-- Opening Marker --

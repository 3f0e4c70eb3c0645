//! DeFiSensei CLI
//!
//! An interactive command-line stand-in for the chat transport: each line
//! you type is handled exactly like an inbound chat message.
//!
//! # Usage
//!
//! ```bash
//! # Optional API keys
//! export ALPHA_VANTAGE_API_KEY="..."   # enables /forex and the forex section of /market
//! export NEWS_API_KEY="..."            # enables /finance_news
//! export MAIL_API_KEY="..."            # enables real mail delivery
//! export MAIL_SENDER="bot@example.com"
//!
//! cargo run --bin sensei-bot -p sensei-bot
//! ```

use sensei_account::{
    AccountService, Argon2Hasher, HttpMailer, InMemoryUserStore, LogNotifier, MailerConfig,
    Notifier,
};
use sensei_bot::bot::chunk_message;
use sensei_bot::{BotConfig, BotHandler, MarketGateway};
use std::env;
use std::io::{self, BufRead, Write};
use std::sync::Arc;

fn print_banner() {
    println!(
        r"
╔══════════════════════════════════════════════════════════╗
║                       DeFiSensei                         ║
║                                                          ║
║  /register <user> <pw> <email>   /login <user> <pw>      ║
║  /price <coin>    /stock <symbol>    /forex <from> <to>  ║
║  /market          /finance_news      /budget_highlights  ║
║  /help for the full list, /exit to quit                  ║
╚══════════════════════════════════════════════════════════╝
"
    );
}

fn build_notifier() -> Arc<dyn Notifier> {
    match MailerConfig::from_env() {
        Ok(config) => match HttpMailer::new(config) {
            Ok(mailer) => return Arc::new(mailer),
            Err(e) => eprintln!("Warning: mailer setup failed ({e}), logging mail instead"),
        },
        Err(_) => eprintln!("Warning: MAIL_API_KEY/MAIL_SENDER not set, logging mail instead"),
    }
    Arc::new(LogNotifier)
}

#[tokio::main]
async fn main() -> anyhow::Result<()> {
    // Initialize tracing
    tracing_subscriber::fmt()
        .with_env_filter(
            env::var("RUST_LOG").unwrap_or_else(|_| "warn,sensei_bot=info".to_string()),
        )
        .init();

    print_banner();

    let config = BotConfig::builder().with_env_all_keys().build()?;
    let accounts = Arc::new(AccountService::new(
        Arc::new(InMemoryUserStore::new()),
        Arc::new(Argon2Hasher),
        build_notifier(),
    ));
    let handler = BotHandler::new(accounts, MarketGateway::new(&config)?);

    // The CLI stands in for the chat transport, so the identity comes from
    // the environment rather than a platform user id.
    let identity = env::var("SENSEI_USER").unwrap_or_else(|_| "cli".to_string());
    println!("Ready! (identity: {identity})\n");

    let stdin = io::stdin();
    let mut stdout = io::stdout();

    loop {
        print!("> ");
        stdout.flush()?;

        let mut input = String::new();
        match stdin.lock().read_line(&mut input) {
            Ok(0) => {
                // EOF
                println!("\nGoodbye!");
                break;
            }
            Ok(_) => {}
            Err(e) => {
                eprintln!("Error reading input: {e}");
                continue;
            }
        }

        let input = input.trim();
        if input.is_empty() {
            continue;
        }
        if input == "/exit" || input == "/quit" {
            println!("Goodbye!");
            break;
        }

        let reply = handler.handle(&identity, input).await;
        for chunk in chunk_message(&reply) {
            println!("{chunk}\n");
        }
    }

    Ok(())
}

-- Closing Marker --

# WHAT IS NEEDED
Please copy each entry. Leave nothing out.

# ANSWER FOR THE TASK
repository 3f0e4c70eb3c0645
//! DeFiSensei CLI
//!
//! An interactive command-line stand-in for the chat transport: each line
//! you type is handled exactly like an inbound chat message.
//!
//! # Usage
//!
//! ```bash
//! # Optional API keys
//! export ALPHA_VANTAGE_API_KEY="..."   # enables /forex and the forex section of /market
//! export NEWS_API_KEY="..."            # enables /finance_news
//! export MAIL_API_KEY="..."            # enables real mail delivery
//! export MAIL_SENDER="bot@example.com"
//!
//! cargo run --bin sensei-bot -p sensei-bot
//! ```

use sensei_account::{
    AccountService, Argon2Hasher, HttpMailer, InMemoryUserStore, LogNotifier, MailerConfig,
    Notifier,
};
use sensei_bot::bot::chunk_message;
use sensei_bot::{BotConfig, BotHandler, MarketGateway};
use std::env;
use std::io::{self, BufRead, Write};
use std::sync::Arc;

fn print_banner() {
    println!(
        r"
╔══════════════════════════════════════════════════════════╗
║                       DeFiSensei                         ║
║                                                          ║
║  /register <user> <pw> <email>   /login <user> <pw>      ║
║  /price <coin>    /stock <symbol>    /forex <from> <to>  ║
║  /market          /finance_news      /budget_highlights  ║
║  /help for the full list, /exit to quit                  ║
╚══════════════════════════════════════════════════════════╝
"
    );
}

fn build_notifier() -> Arc<dyn Notifier> {
    match MailerConfig::from_env() {
        Ok(config) => match HttpMailer::new(config) {
            Ok(mailer) => return Arc::new(mailer),
            Err(e) => eprintln!("Warning: mailer setup failed ({e}), logging mail instead"),
        },
        Err(_) => eprintln!("Warning: MAIL_API_KEY/MAIL_SENDER not set, logging mail instead"),
    }
    Arc::new(LogNotifier)
}

#[tokio::main]
async fn main() -> anyhow::Result<()> {
    // Initialize tracing
    tracing_subscriber::fmt()
        .with_env_filter(
            env::var("RUST_LOG").unwrap_or_else(|_| "warn,sensei_bot=info".to_string()),
        )
        .init();

    print_banner();

    let config = BotConfig::builder().with_env_all_keys().build()?;
    let accounts = Arc::new(AccountService::new(
        Arc::new(InMemoryUserStore::new()),
        Arc::new(Argon2Hasher),
        build_notifier(),
    ));
    let handler = BotHandler::new(accounts, MarketGateway::new(&config)?);

    // The CLI stands in for the chat transport, so the identity comes from
    // the environment rather than a platform user id.
    let identity = env::var("SENSEI_USER").unwrap_or_else(|_| "cli".to_string());
    println!("Ready! (identity: {identity})\n");

    let stdin = io::stdin();
    let mut stdout = io::stdout();

    loop {
        print!("> ");
        stdout.flush()?;

        let mut input = String::new();
        match stdin.lock().read_line(&mut input) {
            Ok(0) => {
                // EOF
                println!("\nGoodbye!");
                break;
            }
            Ok(_) => {}
            Err(e) => {
                eprintln!("Error reading input: {e}");
                continue;
            }
        }

        let input = input.trim();
        if input.is_empty() {
            continue;
        }
        if input == "/exit" || input == "/quit" {
            println!("Goodbye!");
            break;
        }

        let reply = handler.handle(&identity, input).await;
        for chunk in chunk_message(&reply) {
            println!("{chunk}\n");
        }
    }

    Ok(())
}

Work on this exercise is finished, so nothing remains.